**WHAT YOU NEED TO DO:**
Whenever a line in the data holds the string "Item", pull that line out.

*** DATA FOR THIS TASK ***

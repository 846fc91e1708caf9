//! Field collections for log entries.
//!
//! [`FieldMap`] wraps an [`IndexMap`] so that iteration follows insertion
//! order. Field order carries no meaning in a log entry, but a stable order
//! means the same map always serializes the same way, and a key that is
//! overwritten keeps its original position.
//!
//! ## Examples
//!
//! ```rust
//! use json_logger::{FieldMap, Value};
//!
//! let mut fields = FieldMap::new();
//! fields.insert("service", "payments");
//! fields.insert("attempt", 3);
//!
//! assert_eq!(fields.len(), 2);
//! assert_eq!(fields.get("service").and_then(Value::as_str), Some("payments"));
//! ```

use crate::Value;
use indexmap::IndexMap;
use std::collections::HashMap;

/// An insertion-ordered map of field names to values.
#[derive(Debug, Clone, PartialEq, Default)]
pub struct FieldMap(IndexMap<String, Value>);

impl FieldMap {
    /// Creates an empty `FieldMap`.
    #[must_use]
    pub fn new() -> Self {
        FieldMap(IndexMap::new())
    }

    /// Creates an empty `FieldMap` with room for `capacity` fields.
    #[must_use]
    pub fn with_capacity(capacity: usize) -> Self {
        FieldMap(IndexMap::with_capacity(capacity))
    }

    /// Inserts a field, returning the previous value for the key if any.
    ///
    /// The key is stored as given; use [`merge`](crate::merge) to normalize
    /// keys on the way in.
    ///
    /// # Examples
    ///
    /// ```rust
    /// use json_logger::FieldMap;
    ///
    /// let mut map = FieldMap::new();
    /// assert!(map.insert("key", 42).is_none());
    /// assert!(map.insert("key", 43).is_some());
    /// ```
    pub fn insert(&mut self, key: impl Into<String>, value: impl Into<Value>) -> Option<Value> {
        self.0.insert(key.into(), value.into())
    }

    /// Builder-style insert.
    #[must_use]
    pub fn with(mut self, key: impl Into<String>, value: impl Into<Value>) -> Self {
        self.insert(key, value);
        self
    }

    #[must_use]
    pub fn get(&self, key: &str) -> Option<&Value> {
        self.0.get(key)
    }

    #[must_use]
    pub fn contains_key(&self, key: &str) -> bool {
        self.0.contains_key(key)
    }

    /// Removes a field, keeping the order of the remaining ones.
    pub fn remove(&mut self, key: &str) -> Option<Value> {
        self.0.shift_remove(key)
    }

    #[must_use]
    pub fn len(&self) -> usize {
        self.0.len()
    }

    #[must_use]
    pub fn is_empty(&self) -> bool {
        self.0.is_empty()
    }

    /// Removes every field but keeps the allocated capacity.
    pub fn clear(&mut self) {
        self.0.clear();
    }

    #[must_use]
    pub fn capacity(&self) -> usize {
        self.0.capacity()
    }

    /// Returns the field at position `index` in insertion order.
    #[must_use]
    pub fn get_index(&self, index: usize) -> Option<(&str, &Value)> {
        self.0
            .get_index(index)
            .map(|(key, value)| (key.as_str(), value))
    }

    /// Returns an iterator over the keys of the map, in insertion order.
    pub fn keys(&self) -> indexmap::map::Keys<'_, String, Value> {
        self.0.keys()
    }

    /// Returns an iterator over the values of the map, in insertion order.
    pub fn values(&self) -> indexmap::map::Values<'_, String, Value> {
        self.0.values()
    }

    /// Returns an iterator over the fields of the map, in insertion order.
    pub fn iter(&self) -> indexmap::map::Iter<'_, String, Value> {
        self.0.iter()
    }
}

impl<K: Into<String>, V: Into<Value>> From<HashMap<K, V>> for FieldMap {
    fn from(map: HashMap<K, V>) -> Self {
        map.into_iter().collect()
    }
}

impl From<FieldMap> for HashMap<String, Value> {
    fn from(map: FieldMap) -> Self {
        map.0.into_iter().collect()
    }
}

impl<K: Into<String>, V: Into<Value>, const N: usize> From<[(K, V); N]> for FieldMap {
    fn from(fields: [(K, V); N]) -> Self {
        fields.into_iter().collect()
    }
}

impl IntoIterator for FieldMap {
    type Item = (String, Value);
    type IntoIter = indexmap::map::IntoIter<String, Value>;

    fn into_iter(self) -> Self::IntoIter {
        self.0.into_iter()
    }
}

impl<'a> IntoIterator for &'a FieldMap {
    type Item = (&'a String, &'a Value);
    type IntoIter = indexmap::map::Iter<'a, String, Value>;

    fn into_iter(self) -> Self::IntoIter {
        self.0.iter()
    }
}

impl<K: Into<String>, V: Into<Value>> FromIterator<(K, V)> for FieldMap {
    fn from_iter<T: IntoIterator<Item = (K, V)>>(iter: T) -> Self {
        FieldMap(
            iter.into_iter()
                .map(|(k, v)| (k.into(), v.into()))
                .collect(),
        )
    }
}

impl<K: Into<String>, V: Into<Value>> Extend<(K, V)> for FieldMap {
    fn extend<T: IntoIterator<Item = (K, V)>>(&mut self, iter: T) {
        self.0
            .extend(iter.into_iter().map(|(k, v)| (k.into(), v.into())));
    }
}

#[cfg(test)]
mod tests {
    use super::*;

    #[test]
    fn test_overwrite_keeps_position() {
        let mut map = FieldMap::new();
        map.insert("a", 1);
        map.insert("b", 2);
        map.insert("a", 3);

        let keys: Vec<_> = map.keys().cloned().collect();
        assert_eq!(keys, vec!["a", "b"]);
        assert_eq!(map.get("a"), Some(&Value::from(3)));
    }

    #[test]
    fn test_from_array_and_hashmap() {
        let map = FieldMap::from([("x", 1), ("y", 2)]);
        assert_eq!(map.len(), 2);

        let mut hash = HashMap::new();
        hash.insert("k".to_string(), "v");
        let map = FieldMap::from(hash);
        assert_eq!(map.get("k").and_then(Value::as_str), Some("v"));
    }

    #[test]
    fn test_clear_keeps_capacity() {
        let mut map = FieldMap::with_capacity(16);
        map.insert("a", 1);
        let capacity = map.capacity();
        map.clear();
        assert!(map.is_empty());
        assert_eq!(map.capacity(), capacity);
    }

    #[test]
    fn test_remove_preserves_order() {
        let mut map = FieldMap::from([("a", 1), ("b", 2), ("c", 3)]);
        map.remove("b");
        let keys: Vec<_> = map.keys().cloned().collect();
        assert_eq!(keys, vec!["a", "c"]);
    }

    #[test]
    fn test_get_index_follows_insertion_order() {
        let map = FieldMap::from([("b", 1), ("a", 2)]);
        assert_eq!(map.get_index(0), Some(("b", &Value::from(1))));
        assert_eq!(map.get_index(1), Some(("a", &Value::from(2))));
        assert_eq!(map.get_index(2), None);
    }
}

***

**WORKED SOLUTION:**
    type Item = (String, Value);
    type Item = (&'a String, &'a Value);
    fn from_iter<T: IntoIterator<Item = (K, V)>>(iter: T) -> Self {
    fn extend<T: IntoIterator<Item = (K, V)>>(&mut self, iter: T) {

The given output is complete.